At a time of rising college costs, it’s unusual to hear about price slashing in higher education.

But at The Evergreen State College in Olympia, that’s exactly what is happening with a program called Prior Learning From Experience.

“The cost was recently reduced by nearly two-thirds in an effort to reduce the barrier for returning students,” said Evergreen spokesman Todd Sprague.

And now college officials hope a new fee structure will help attract more South Sound residents to the program.

Prior Learning From Experience, or PLE, is designed to put older students on the fast track toward a bachelor’s degree by allowing them to apply for academic credit based on knowledge acquired through life and work experience. That can include military service, nonprofit work or careers in the private and public sectors.

Students create a portfolio detailing their learning experiences; then they can submit that document to faculty members who will assess it for academic credit. Those are the credits that are part of the new fee structure.

For example, Noel Parrish is building a portfolio about her accounting and fiscal tech experience in state government, as well as her work as former president of the nonprofit Garden-Raised Bounty (GRuB).

“People have been telling me about this program for years,” said Parrish, 27, of Olympia. “It challenges me to really dig deep into what my learning is compared to college-level theory.”
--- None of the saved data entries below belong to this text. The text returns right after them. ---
// SPDX-License-Identifier: MIT
//
// Copyright (c) 2025 Alexandre Severino
//
// Permission is hereby granted, free of charge, to any person obtaining a copy
// of this software and associated documentation files (the "Software"), to deal
// in the Software without restriction, including without limitation the rights
// to use, copy, modify, merge, publish, distribute, sublicense, and/or sell
// copies of the Software, and to permit persons to whom the Software is
// furnished to do so, subject to the following conditions:
//
// The above copyright notice and this permission notice shall be included in
// all copies or substantial portions of the Software.
//
// THE SOFTWARE IS PROVIDED "AS IS", WITHOUT WARRANTY OF ANY KIND, EXPRESS OR
// IMPLIED, INCLUDING BUT NOT LIMITED TO THE WARRANTIES OF MERCHANTABILITY,
// FITNESS FOR A PARTICULAR PURPOSE AND NONINFRINGEMENT. IN NO EVENT SHALL THE
// AUTHORS OR COPYRIGHT HOLDERS BE LIABLE FOR ANY CLAIM, DAMAGES OR OTHER
// LIABILITY, WHETHER IN AN ACTION OF CONTRACT, TORT OR OTHERWISE, ARISING FROM,
// OUT OF OR IN CONNECTION WITH THE SOFTWARE OR THE USE OR OTHER DEALINGS IN THE
// SOFTWARE.

use crate::geometry::plane::Plane;
use crate::geometry::point::Point3;
use crate::geometry::segment::Segment3;
use crate::geometry::vector::{Vector3, VectorOps};
use crate::numeric::scalar::Scalar;

/// A triangle in 3D space. May be degenerate (colinear or coincident
/// vertices); nothing here assumes otherwise.
#[derive(Debug, Clone, Copy, PartialEq)]
pub struct Triangle3<T: Scalar> {
    pub a: Point3<T>,
    pub b: Point3<T>,
    pub c: Point3<T>,
}

impl<T: Scalar> Triangle3<T> {
    pub fn new(a: Point3<T>, b: Point3<T>, c: Point3<T>) -> Self {
        Self { a, b, c }
    }

    pub fn vertices(&self) -> [Point3<T>; 3] {
        [self.a, self.b, self.c]
    }

    pub fn raw_normal(&self) -> Vector3<T> {
        (self.b - self.a).cross(&(self.c - self.a))
    }

    pub fn area(&self) -> T {
        self.raw_normal().norm() * T::from_f64(0.5)
    }

    pub fn is_degenerate(&self) -> bool {
        self.raw_normal().norm() <= T::area_degeneracy_threshold()
    }

    pub fn plane(&self) -> Option<Plane<T>> {
        Plane::from_points(&self.a, &self.b, &self.c)
    }

    pub fn centroid(&self) -> Point3<T> {
        let third = T::one() / T::from_f64(3.0);
        Point3::new(
            (self.a.x + self.b.x + self.c.x) * third,
            (self.a.y + self.b.y + self.c.y) * third,
            (self.a.z + self.b.z + self.c.z) * third,
        )
    }

    /// The segment spanned by the two most distant vertices. For a colinear
    /// triangle this is its convex hull; for a proper one, its longest edge.
    pub fn support_segment(&self) -> Segment3<T> {
        let ab = self.a.distance_squared_to(&self.b);
        let bc = self.b.distance_squared_to(&self.c);
        let ca = self.c.distance_squared_to(&self.a);
        if ab >= bc && ab >= ca {
            Segment3::new(self.a, self.b)
        } else if bc >= ca {
            Segment3::new(self.b, self.c)
        } else {
            Segment3::new(self.c, self.a)
        }
    }
}
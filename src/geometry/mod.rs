pub mod intersection;
pub mod plane;
pub mod point;
pub mod segment;
pub mod triangle;
pub mod util;
pub mod vector;

pub use intersection::{
    SegmentIntersection2, SegmentIntersection3, segment_segment_intersection_2,
    segment_segment_intersection_3,
};
pub use plane::Plane;
pub use point::{Point2, Point3};
pub use segment::{Segment2, Segment3};
pub use triangle::Triangle3;
pub use vector::{Vector2, Vector3, VectorOps};
// SPDX-License-Identifier: MIT
//
// Copyright (c) 2025 Alexandre Severino
//
// Permission is hereby granted, free of charge, to any person obtaining a copy
// of this software and associated documentation files (the "Software"), to deal
// in the Software without restriction, including without limitation the rights
// to use, copy, modify, merge, publish, distribute, sublicense, and/or sell
// copies of the Software, and to permit persons to whom the Software is
// furnished to do so, subject to the following conditions:
//
// The above copyright notice and this permission notice shall be included in
// all copies or substantial portions of the Software.
//
// THE SOFTWARE IS PROVIDED "AS IS", WITHOUT WARRANTY OF ANY KIND, EXPRESS OR
// IMPLIED, INCLUDING BUT NOT LIMITED TO THE WARRANTIES OF MERCHANTABILITY,
// FITNESS FOR A PARTICULAR PURPOSE AND NONINFRINGEMENT. IN NO EVENT SHALL THE
// AUTHORS OR COPYRIGHT HOLDERS BE LIABLE FOR ANY CLAIM, DAMAGES OR OTHER
// LIABILITY, WHETHER IN AN ACTION OF CONTRACT, TORT OR OTHERWISE, ARISING FROM,
// OUT OF OR IN CONNECTION WITH THE SOFTWARE OR THE USE OR OTHER DEALINGS IN THE
// SOFTWARE.

use tricontact::geometry::Point3;
use tricontact::kernel::{are_collinear, are_equal, point_in_triangle};

#[test]
fn test_are_equal_within_tolerance() {
    let p1 = Point3::new(1.0, 2.0, 3.0);
    let p2 = Point3::new(1.0 + 1e-9, 2.0, 3.0 - 1e-9);
    assert!(are_equal(&p1, &p2, 1e-6));
    assert!(!are_equal(&p1, &p2, 1e-12));
}

#[test]
fn test_are_collinear() {
    let a = Point3::new(0.0, 0.0, 0.0);
    let b = Point3::new(1.0, 1.0, 1.0);
    let c = Point3::new(2.5, 2.5, 2.5);
    let d = Point3::new(2.5, 2.5, 2.0);
    assert!(are_collinear(&a, &b, &c, 1e-9));
    assert!(!are_collinear(&a, &b, &d, 1e-9));
}

#[test]
fn test_point_in_triangle() {
    let a = Point3::new(0.0, 0.0, 0.0);
    let b = Point3::new(2.0, 0.0, 0.0);
    let c = Point3::new(0.0, 2.0, 0.0);

    assert!(point_in_triangle(&Point3::new(0.5, 0.5, 0.0), &a, &b, &c, 1e-9));
    // vertices and edge midpoints count as inside
    assert!(point_in_triangle(&a, &a, &b, &c, 1e-9));
    assert!(point_in_triangle(&Point3::new(1.0, 1.0, 0.0), &a, &b, &c, 1e-9));
    assert!(!point_in_triangle(&Point3::new(1.5, 1.5, 0.0), &a, &b, &c, 1e-9));
    assert!(!point_in_triangle(&Point3::new(-0.1, 0.5, 0.0), &a, &b, &c, 1e-9));
}

#[test]
fn test_degenerate_triangle_contains_nothing() {
    let a = Point3::new(0.0, 0.0, 0.0);
    let b = Point3::new(1.0, 0.0, 0.0);
    let c = Point3::new(2.0, 0.0, 0.0);
    assert!(!point_in_triangle(&b, &a, &b, &c, 1e-9));
}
Until recently, PLE credits were similar to the college’s regular tuition rates, according to faculty member Nancy Parkes.

But after several years of double-digit percentage rate hikes, would-be students were getting deterred by sticker shock.

“If people can’t afford it, it’s not accessible,” Parkes said. “Everybody’s goal here was to make it more accessible.”

College officials, led by President Les Purce, came up with the price reduction in consultation with Evergreen’s Board of Trustees, she said. PLE credits are now tied more closely to the program’s actual operating cost, which includes time for faculty members to review and assess students’ portfolios, registration fees and other costs; the new price is $1,953 for up to 30 credits, `compared with $5,208 for up to 29 credits last year, according to Parkes.

PLE has been offered in some form at the 40-year-old college since its early days. The program has changed quite a bit over the years, and Parkes says it’s important to note that students aren’t just buying a block of credits.

To get into the program, students are required to take its prerequisite quarter-long 4-credit class, Writing From Life.

Next, those admitted into the program take the PLE Document Writing course. It’s a four-credit course that can be taken multiple times for up to 16 credits, and it’s priced the same as a regular Evergreen course.

Because it is designed for older students, the PLE program often serves as an academic boot camp, where men and women can polish their research, writing and presentation skills.

“The writing is really extreme,” said Lisa Bennett-Perry of Olympia, who is creating a portfolio about her 20-plus years of experience in social services. “It’s been a fascinating trip back in time focusing on how to describe not what I did, but what I learned.”

Dennis “Bergmann” Friscia, 60, of Seattle, said the program sounds a lot easier than it is.

“It’s like writing a memoir, really, and then asking for college credit for it,” said Friscia, a professional musician. “For someone whose career spans decades, it’s challenging. You have to go through so much material.”

Dorian Eberly, 53, of Olympia described the PLE program as “life affirming.”

“It has shown me that the work that I’ve done, and the person I am, is valuable and my experience is invaluable,” the former paralegal said.